Given ~1 million abortions, that's 2500 such abortions.
There were about 23,000 homicides in the US in 2023.
If that teeny tiny share of abortions covering very late abortions of totally viable kids without lethal health issues were counted, those extremely rare abortions would compose fully 1-in-10 homicides in the United States.
In 2023, there were only 11,000 deaths of all external causes (accidents, homicides, etc) of people under age 18.
Abortions of health viable children make up 18% of all non-natural-causes deaths of children.
Using the CDC's multiple mortality data, these extremely rare late-term abortions...
... are nonetheless the second biggest cause of death among people under 18 (after congenital immaturity)

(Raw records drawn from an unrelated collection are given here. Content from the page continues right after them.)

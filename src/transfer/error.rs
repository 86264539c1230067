use crate::transfer::types::TransferPhase;
use thiserror::Error;

#[derive(Error, Debug, Clone, PartialEq, Eq)]
pub enum TransferError {
    #[error("Invalid phase transition: {from} -> {to}")]
    InvalidTransition {
        from: TransferPhase,
        to: TransferPhase,
    },
}

pub type TransferResult<T> = Result<T, TransferError>;
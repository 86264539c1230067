//! In-memory stand-ins for the external collaborators
//!
//! Simulated radio, bulk transport, backend and notification sink with
//! failure injection and call counters. Used by the test-suite and handy
//! for embedding applications that want a demo mode without hardware.

mod backend;
mod notify;
mod radio;

pub use backend::{RecordedUpload, SimBackend};
pub use notify::RecordingSink;
pub use radio::{SimBulk, SimRadio};
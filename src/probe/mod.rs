pub mod prober;
pub mod types;

pub use prober::FileProbe;
pub use types::ProbeSummary;
use crate::device::{DeviceId, DeviceIdentity, HardwareAddress};
use crate::error::{FleetError, FleetResult};
use crate::session::types::{Activity, ConnectionSession, SessionUpdate};
use dashmap::DashMap;
use std::sync::Arc;

/// Keyed store of connection sessions and known device identities.
///
/// Every mutation goes through a single DashMap entry, so updates for one
/// device are atomic and different devices only share a shard lock for the
/// duration of a field copy. Locks are never held across an await.
#[derive(Clone, Default)]
pub struct SessionRegistry {
    sessions: Arc<DashMap<DeviceId, ConnectionSession>>,
    identities: Arc<DashMap<DeviceId, DeviceIdentity>>,
}

impl SessionRegistry {
    pub fn new() -> Self {
        Self::default()
    }

    /// Snapshot of the session, if one exists
    pub fn get(&self, device_id: DeviceId) -> Option<ConnectionSession> {
        self.sessions.get(&device_id).map(|s| s.clone())
    }

    /// Apply a partial update, creating the session if needed
    pub fn upsert(&self, device_id: DeviceId, update: SessionUpdate) -> ConnectionSession {
        let mut entry = self
            .sessions
            .entry(device_id)
            .or_insert_with(|| ConnectionSession::new(device_id));
        entry.apply(update);
        entry.clone()
    }

    /// Read-modify-write under the entry lock. `f` must not block.
    pub fn update_with<R>(
        &self,
        device_id: DeviceId,
        f: impl FnOnce(&mut ConnectionSession) -> R,
    ) -> R {
        let mut entry = self
            .sessions
            .entry(device_id)
            .or_insert_with(|| ConnectionSession::new(device_id));
        f(&mut entry)
    }

    pub fn remove(&self, device_id: DeviceId) -> Option<ConnectionSession> {
        self.sessions.remove(&device_id).map(|(_, s)| s)
    }

    pub fn sessions(&self) -> Vec<ConnectionSession> {
        self.sessions.iter().map(|e| e.value().clone()).collect()
    }

    pub fn device_ids(&self) -> Vec<DeviceId> {
        self.sessions.iter().map(|e| *e.key()).collect()
    }

    pub fn clear(&self) {
        self.sessions.clear();
    }

    /// Claim the busy slot for `activity`. Fails with `Busy` if another
    /// activity already holds it; released when the guard drops.
    pub fn try_begin(&self, device_id: DeviceId, activity: Activity) -> FleetResult<ActivityGuard> {
        let mut entry = self
            .sessions
            .entry(device_id)
            .or_insert_with(|| ConnectionSession::new(device_id));

        if let Some(current) = entry.activity {
            return Err(FleetError::Busy {
                device_id,
                activity: current.to_string(),
            });
        }
        entry.activity = Some(activity);

        Ok(ActivityGuard {
            sessions: self.sessions.clone(),
            device_id,
            activity,
        })
    }

    pub fn register_identity(&self, identity: DeviceIdentity) {
        self.identities.insert(identity.id, identity);
    }

    pub fn identity(&self, device_id: DeviceId) -> Option<DeviceIdentity> {
        self.identities.get(&device_id).map(|i| i.clone())
    }

    pub fn identities(&self) -> Vec<DeviceIdentity> {
        self.identities.iter().map(|e| e.value().clone()).collect()
    }

    pub fn known_addresses(&self) -> Vec<HardwareAddress> {
        self.identities
            .iter()
            .filter_map(|e| e.value().address)
            .collect()
    }

    /// Resolve an advertised address to a known device, trying both byte orders
    pub fn resolve_address(&self, address: &HardwareAddress) -> Option<DeviceIdentity> {
        self.identities
            .iter()
            .find(|e| e.value().address.is_some_and(|known| known.matches(address)))
            .map(|e| e.value().clone())
    }

    pub fn forget_identity(&self, device_id: DeviceId) -> Option<DeviceIdentity> {
        self.identities.remove(&device_id).map(|(_, i)| i)
    }
}

/// Holds a device's busy slot; clears it on drop.
#[must_use = "the busy slot is released as soon as the guard is dropped"]
pub struct ActivityGuard {
    sessions: Arc<DashMap<DeviceId, ConnectionSession>>,
    device_id: DeviceId,
    activity: Activity,
}

impl ActivityGuard {
    pub fn activity(&self) -> Activity {
        self.activity
    }
}

impl Drop for ActivityGuard {
    fn drop(&mut self) {
        if let Some(mut session) = self.sessions.get_mut(&self.device_id) {
            if session.activity == Some(self.activity) {
                session.activity = None;
            }
        }
    }
}

#[cfg(test)]
mod tests {
    use super::*;
    use crate::session::types::ConnectionStatus;

    fn addr(raw: &str) -> HardwareAddress {
        raw.parse().unwrap()
    }

    #[test]
    fn test_upsert_get_remove() {
        let registry = SessionRegistry::new();
        assert!(registry.get(DeviceId(1)).is_none());

        registry.upsert(DeviceId(1), SessionUpdate::status(ConnectionStatus::Connecting));
        assert_eq!(
            registry.get(DeviceId(1)).unwrap().status,
            ConnectionStatus::Connecting
        );

        let removed = registry.remove(DeviceId(1)).unwrap();
        assert_eq!(removed.device_id, DeviceId(1));
        assert!(registry.get(DeviceId(1)).is_none());
        assert!(registry.remove(DeviceId(1)).is_none());
    }

    #[test]
    fn test_single_activity_per_device() {
        let registry = SessionRegistry::new();

        let guard = registry.try_begin(DeviceId(1), Activity::Probing).unwrap();
        let session = registry.get(DeviceId(1)).unwrap();
        assert!(session.is_probing());
        assert!(!session.is_downloading());

        for other in [
            Activity::Scanning,
            Activity::Connecting,
            Activity::Probing,
            Activity::Downloading,
        ] {
            let err = registry.try_begin(DeviceId(1), other).err().unwrap();
            assert!(matches!(err, FleetError::Busy { .. }));
        }

        // A different device is unaffected
        let _other = registry.try_begin(DeviceId(2), Activity::Downloading).unwrap();

        drop(guard);
        assert!(registry.get(DeviceId(1)).unwrap().activity.is_none());
        let _next = registry.try_begin(DeviceId(1), Activity::Downloading).unwrap();
    }

    #[test]
    fn test_guard_after_session_removed() {
        let registry = SessionRegistry::new();
        let guard = registry.try_begin(DeviceId(5), Activity::Connecting).unwrap();
        registry.remove(DeviceId(5));
        drop(guard);
        assert!(registry.get(DeviceId(5)).is_none());
    }

    #[test]
    fn test_resolve_address_both_byte_orders() {
        let registry = SessionRegistry::new();
        registry.register_identity(DeviceIdentity::new(42u64, addr("AA:BB:CC:DD:EE:FF")));
        registry.register_identity(DeviceIdentity::new(43u64, addr("11:22:33:44:55:66")));

        let direct = registry.resolve_address(&addr("AA:BB:CC:DD:EE:FF")).unwrap();
        let reversed = registry.resolve_address(&addr("FF:EE:DD:CC:BB:AA")).unwrap();
        assert_eq!(direct.id, DeviceId(42));
        assert_eq!(reversed.id, DeviceId(42));
        assert!(registry.resolve_address(&addr("00:00:00:00:00:01")).is_none());

        registry.forget_identity(DeviceId(42)).unwrap();
        assert!(registry.resolve_address(&addr("FF:EE:DD:CC:BB:AA")).is_none());
        assert_eq!(registry.known_addresses(), vec![addr("11:22:33:44:55:66")]);
    }

    #[tokio::test]
    async fn test_concurrent_updates_different_devices() {
        let registry = SessionRegistry::new();
        let mut handles = Vec::new();
        for id in 0..32u64 {
            let registry = registry.clone();
            handles.push(tokio::spawn(async move {
                for _ in 0..100 {
                    registry.update_with(DeviceId(id), |s| {
                        s.last_error = Some(format!("{}", id));
                    });
                }
            }));
        }
        for handle in handles {
            handle.await.unwrap();
        }
        assert_eq!(registry.device_ids().len(), 32);
    }
}
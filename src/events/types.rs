use crate::device::{DeviceId, HardwareAddress};
use crate::transfer::TransferPhase;
use serde::{Deserialize, Serialize};
use uuid::Uuid;

#[derive(Debug, Clone, PartialEq)]
pub enum FleetEvent {
    /// The user signed out; every session and pending upload is torn down
    LoggedOut,
    DeviceDiscovered {
        device_id: Option<DeviceId>,
        address: HardwareAddress,
        rssi: i16,
    },
    ScanFinished {
        results: usize,
    },
    Connecting {
        device_id: DeviceId,
    },
    Connected {
        device_id: DeviceId,
    },
    ConnectFailed {
        device_id: DeviceId,
        error: String,
    },
    Disconnected {
        device_id: DeviceId,
    },
    ProbeCompleted {
        device_id: DeviceId,
        campaign_id: u64,
        file_count: usize,
        total_size: u64,
    },
    JobPhaseChanged {
        job_id: Uuid,
        device_id: DeviceId,
        phase: TransferPhase,
    },
}

#[derive(Debug, Clone, Copy, PartialEq, Eq, Serialize, Deserialize)]
#[serde(rename_all = "lowercase")]
pub enum NotificationLevel {
    Info,
    Warning,
    Error,
}

#[derive(Debug, Clone, PartialEq, Eq, Serialize, Deserialize)]
pub struct Notification {
    pub level: NotificationLevel,
    pub title: String,
    pub message: String,
    /// Stays visible until the user acknowledges it
    pub requires_ack: bool,
}

impl Notification {
    pub fn info(title: impl Into<String>, message: impl Into<String>) -> Self {
        Self {
            level: NotificationLevel::Info,
            title: title.into(),
            message: message.into(),
            requires_ack: false,
        }
    }

    pub fn persistent_error(title: impl Into<String>, message: impl Into<String>) -> Self {
        Self {
            level: NotificationLevel::Error,
            title: title.into(),
            message: message.into(),
            requires_ack: true,
        }
    }
}
use crate::store::error::StoreResult;
use crate::store::kv::KeyValueStore;
use async_trait::async_trait;
use sqlx::sqlite::SqlitePoolOptions;
use sqlx::{Row, SqlitePool};

pub struct SqliteStore {
    pool: SqlitePool,
}

impl SqliteStore {
    /// Open (or create) the key/value table in the database at `db_url`
    pub async fn new(db_url: &str) -> StoreResult<Self> {
        let pool = SqlitePool::connect(db_url).await?;
        Self::init(pool).await
    }

    /// Single-connection in-memory database (for testing)
    pub async fn new_in_memory() -> StoreResult<Self> {
        let pool = SqlitePoolOptions::new()
            .max_connections(1)
            .connect("sqlite::memory:")
            .await?;
        Self::init(pool).await
    }

    async fn init(pool: SqlitePool) -> StoreResult<Self> {
        sqlx::query(
            r#"
            CREATE TABLE IF NOT EXISTS kv (
                key TEXT PRIMARY KEY,
                value TEXT NOT NULL,
                updated_at INTEGER NOT NULL
            )
            "#,
        )
        .execute(&pool)
        .await?;

        Ok(Self { pool })
    }

    pub async fn count(&self) -> StoreResult<i64> {
        let row = sqlx::query("SELECT COUNT(*) as count FROM kv")
            .fetch_one(&self.pool)
            .await?;

        Ok(row.try_get("count")?)
    }

    /// Close database connection
    pub async fn close(&self) {
        self.pool.close().await;
    }
}

#[async_trait]
impl KeyValueStore for SqliteStore {
    async fn get(&self, key: &str) -> StoreResult<Option<String>> {
        let row = sqlx::query("SELECT value FROM kv WHERE key = ?")
            .bind(key)
            .fetch_optional(&self.pool)
            .await?;

        match row {
            Some(row) => Ok(Some(row.try_get("value")?)),
            None => Ok(None),
        }
    }

    async fn put(&self, key: &str, value: &str) -> StoreResult<()> {
        sqlx::query("INSERT OR REPLACE INTO kv (key, value, updated_at) VALUES (?, ?, ?)")
            .bind(key)
            .bind(value)
            .bind(chrono::Utc::now().timestamp())
            .execute(&self.pool)
            .await?;

        Ok(())
    }

    async fn delete(&self, key: &str) -> StoreResult<bool> {
        let result = sqlx::query("DELETE FROM kv WHERE key = ?")
            .bind(key)
            .execute(&self.pool)
            .await?;

        Ok(result.rows_affected() > 0)
    }

    async fn keys_with_prefix(&self, prefix: &str) -> StoreResult<Vec<String>> {
        let rows = sqlx::query("SELECT key FROM kv WHERE substr(key, 1, ?) = ? ORDER BY key")
            .bind(prefix.chars().count() as i64)
            .bind(prefix)
            .fetch_all(&self.pool)
            .await?;

        let mut keys = Vec::with_capacity(rows.len());
        for row in rows {
            keys.push(row.try_get("key")?);
        }
        Ok(keys)
    }
}
use crate::transfer::error::{TransferError, TransferResult};
use crate::transfer::types::TransferPhase;
use parking_lot::RwLock;
use std::sync::Arc;

/// Guards the phase order of one job.
#[derive(Clone)]
pub struct JobStateMachine {
    phase: Arc<RwLock<TransferPhase>>,
}

impl Default for JobStateMachine {
    fn default() -> Self {
        Self::new()
    }
}

impl JobStateMachine {
    pub fn new() -> Self {
        Self {
            phase: Arc::new(RwLock::new(TransferPhase::Idle)),
        }
    }

    pub fn current(&self) -> TransferPhase {
        *self.phase.read()
    }

    pub fn transition(&self, to: TransferPhase) -> TransferResult<TransferPhase> {
        use TransferPhase::*;

        let mut phase = self.phase.write();
        let allowed = match (*phase, to) {
            (Idle, Initializing) => true,
            (Initializing, Connecting) => true,
            (Connecting, Probing) => true,
            (Probing, Downloading) => true,
            (Downloading, Storing) => true,
            (Storing, Uploading) => true,
            (Uploading, Cleanup) => true,
            (Cleanup, Completed) => true,
            // Retry loop: a failed attempt starts over
            (Initializing | Connecting | Probing | Downloading | Storing | Uploading, Initializing) => {
                true
            }
            (from, Error) => !from.is_terminal(),
            _ => false,
        };

        if !allowed {
            return Err(TransferError::InvalidTransition { from: *phase, to });
        }
        *phase = to;
        Ok(to)
    }
}
use crate::device::DeviceId;
use crate::store::error::{StoreError, StoreResult};
use bytes::Bytes;
use serde::{Deserialize, Serialize};
use std::path::{Path, PathBuf};
use tokio::fs;

#[derive(Debug, Clone, PartialEq, Eq, Serialize, Deserialize)]
pub struct StoredArtifact {
    pub path: PathBuf,
    pub size: u64,
    /// BLAKE3 digest, hex encoded
    pub checksum: String,
}

/// Retrieved files on local disk, laid out as `<root>/<device>/<campaign>/<name>`.
#[derive(Debug, Clone)]
pub struct ArtifactStore {
    root: PathBuf,
}

impl ArtifactStore {
    pub fn new(root: impl Into<PathBuf>) -> Self {
        Self { root: root.into() }
    }

    pub fn root(&self) -> &Path {
        &self.root
    }

    pub fn path_for(&self, device_id: DeviceId, campaign_id: u64, name: &str) -> StoreResult<PathBuf> {
        if name.is_empty()
            || name == "."
            || name == ".."
            || name.contains(['/', '\\'])
            || name.contains('\0')
        {
            return Err(StoreError::InvalidName(name.to_string()));
        }
        Ok(self
            .root
            .join(device_id.to_string())
            .join(campaign_id.to_string())
            .join(name))
    }

    /// Write through a temp file and rename, so a crash never leaves a
    /// truncated artifact under the final name.
    pub async fn write(
        &self,
        device_id: DeviceId,
        campaign_id: u64,
        name: &str,
        data: &[u8],
    ) -> StoreResult<StoredArtifact> {
        let path = self.path_for(device_id, campaign_id, name)?;
        if let Some(parent) = path.parent() {
            fs::create_dir_all(parent).await?;
        }

        let tmp = path.with_file_name(format!("{name}.partial"));
        fs::write(&tmp, data).await?;
        fs::rename(&tmp, &path).await?;

        Ok(StoredArtifact {
            path,
            size: data.len() as u64,
            checksum: blake3::hash(data).to_hex().to_string(),
        })
    }

    pub async fn read(&self, path: &Path) -> StoreResult<Bytes> {
        Ok(Bytes::from(fs::read(path).await?))
    }

    /// Remove an artifact; a missing file is not an error
    pub async fn remove(&self, path: &Path) -> StoreResult<()> {
        match fs::remove_file(path).await {
            Ok(()) => Ok(()),
            Err(e) if e.kind() == std::io::ErrorKind::NotFound => Ok(()),
            Err(e) => Err(e.into()),
        }
    }

    pub fn verify(data: &[u8], checksum: &str) -> bool {
        blake3::hash(data).to_hex().as_str() == checksum
    }
}

#[cfg(test)]
mod tests {
    use super::*;
    use tempfile::TempDir;

    #[tokio::test]
    async fn test_write_read_remove() {
        let dir = TempDir::new().unwrap();
        let store = ArtifactStore::new(dir.path());

        let artifact = store
            .write(DeviceId(42), 7, "a.ubx", b"payload")
            .await
            .unwrap();
        assert_eq!(artifact.size, 7);
        assert_eq!(artifact.path, dir.path().join("42").join("7").join("a.ubx"));
        assert!(ArtifactStore::verify(b"payload", &artifact.checksum));
        assert!(!ArtifactStore::verify(b"other", &artifact.checksum));

        let data = store.read(&artifact.path).await.unwrap();
        assert_eq!(&data[..], b"payload");

        store.remove(&artifact.path).await.unwrap();
        assert!(store.read(&artifact.path).await.is_err());
        // Second remove is fine
        store.remove(&artifact.path).await.unwrap();
    }

    #[tokio::test]
    async fn test_rejects_path_escape() {
        let dir = TempDir::new().unwrap();
        let store = ArtifactStore::new(dir.path());

        for bad in ["", "..", "../x", "a/b", "a\\b"] {
            let result = store.write(DeviceId(1), 1, bad, b"x").await;
            assert!(matches!(result, Err(StoreError::InvalidName(_))), "{bad}");
        }
    }
}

What I'm hearing from many liberals is, "These abortions of perfectly healthy late-term babies who are absolutely babies with thoughts and pain capability would be HORRIBLE if they happened, but it's a conservative conspiracy theory."
But that's not true!
It IS true that these abortions are an EXTREMELY small share of overall abortions!
But the scale of abortions is so absolutely MASSIVE compared to child mortality that even a teeny tiny sliver of abortions would represent a huge share of child deaths.
Assuming we are agreed that "children at 32+ weeks post-conception without any lethal congenital problems" really are equally persons as "children at 45 weeks post-conception without any lethal congenital problems," the scale of killing of the first group IS INSANELY HIGH.
You may wonder if 50% viability rates for late-term abortions is correct.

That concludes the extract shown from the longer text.